[[ Extracted data open ]]
//! Domain Ports (Interfaces)
//!
//! These traits define the boundaries of the domain layer.
//! Infrastructure layer provides concrete implementations.

pub mod storage_driver;

pub use storage_driver::{ObjectKeys, ObjectReader, StorageDriver, StorageError, StorageResult};
//! Per-version metadata stored in `<object>.meta`
//!
//! Wire format (JSON):
//!
//! ```json
//! {"push_date": "2024-01-31T12:00:00Z", "is_directory": false, "hash": "sha256:..."}
//! {"push_date": "2024-01-31T12:00:00Z", "is_directory": true, "contents": ["a.txt", "sub/b.txt"]}
//! ```
//!
//! In memory the file/directory duality is a tagged [`AssetContents`] so a
//! file meta cannot carry a listing and vice versa.

use chrono::{DateTime, Utc};
use serde::{Deserialize, Serialize};

use crate::domain::value_objects::ContentHash;

/// What a version's data object holds
#[derive(Debug, Clone, PartialEq, Eq)]
pub enum AssetContents {
    /// A single file, identified by its content hash
    File { hash: ContentHash },
    /// A directory, identified by its sorted `/`-joined file listing
    Directory { contents: Vec<String> },
}

impl AssetContents {
    pub fn is_directory(&self) -> bool {
        matches!(self, AssetContents::Directory { .. })
    }
}

#[derive(Debug, Clone, PartialEq, Eq, Serialize, Deserialize)]
#[serde(try_from = "RawAssetMeta", into = "RawAssetMeta")]
pub struct AssetMeta {
    pub push_date: DateTime<Utc>,
    pub contents: AssetContents,
}

impl AssetMeta {
    pub fn file(hash: ContentHash) -> Self {
        Self {
            push_date: Utc::now(),
            contents: AssetContents::File { hash },
        }
    }

    /// Directory meta; the listing is sorted so it compares stably
    pub fn directory(mut contents: Vec<String>) -> Self {
        contents.sort();
        Self {
            push_date: Utc::now(),
            contents: AssetContents::Directory { contents },
        }
    }

    pub fn is_directory(&self) -> bool {
        self.contents.is_directory()
    }

    /// Parse the JSON stored remotely or in the local cache
    pub fn from_json(bytes: &[u8]) -> Result<Self, serde_json::Error> {
        serde_json::from_slice(bytes)
    }

    pub fn to_json(&self) -> Result<Vec<u8>, serde_json::Error> {
        serde_json::to_vec(self)
    }
}

#[derive(Debug, Clone, Serialize, Deserialize)]
struct RawAssetMeta {
    push_date: DateTime<Utc>,
    is_directory: bool,
    #[serde(default, skip_serializing_if = "Option::is_none")]
    hash: Option<ContentHash>,
    #[serde(default, skip_serializing_if = "Option::is_none")]
    contents: Option<Vec<String>>,
}

impl TryFrom<RawAssetMeta> for AssetMeta {
    type Error = String;

    fn try_from(raw: RawAssetMeta) -> Result<Self, Self::Error> {
        let contents = if raw.is_directory {
            let contents = raw
                .contents
                .ok_or_else(|| "directory meta without `contents`".to_string())?;
            AssetContents::Directory { contents }
        } else {
            let hash = raw
                .hash
                .ok_or_else(|| "file meta without `hash`".to_string())?;
            let hex = hash.hex();
            if hex.len() != 64 || !hex.bytes().all(|b| b.is_ascii_hexdigit()) {
                return Err(format!("unsupported hash '{}'", hash));
            }
            AssetContents::File { hash }
        };
        Ok(AssetMeta {
            push_date: raw.push_date,
            contents,
        })
    }
}

impl From<AssetMeta> for RawAssetMeta {
    fn from(meta: AssetMeta) -> Self {
        match meta.contents {
            AssetContents::File { hash } => RawAssetMeta {
                push_date: meta.push_date,
                is_directory: false,
                hash: Some(hash),
                contents: None,
            },
            AssetContents::Directory { contents } => RawAssetMeta {
                push_date: meta.push_date,
                is_directory: true,
                hash: None,
                contents: Some(contents),
            },
        }
    }
}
[[ Extracted data closed ]]
- Aim of the exercise
Search the material above for lines containing the string "derive", then pull them out.

- Response to the exercise
#[derive(Debug, Clone, PartialEq, Eq)]
#[derive(Debug, Clone, PartialEq, Eq, Serialize, Deserialize)]
#[derive(Debug, Clone, Serialize, Deserialize)]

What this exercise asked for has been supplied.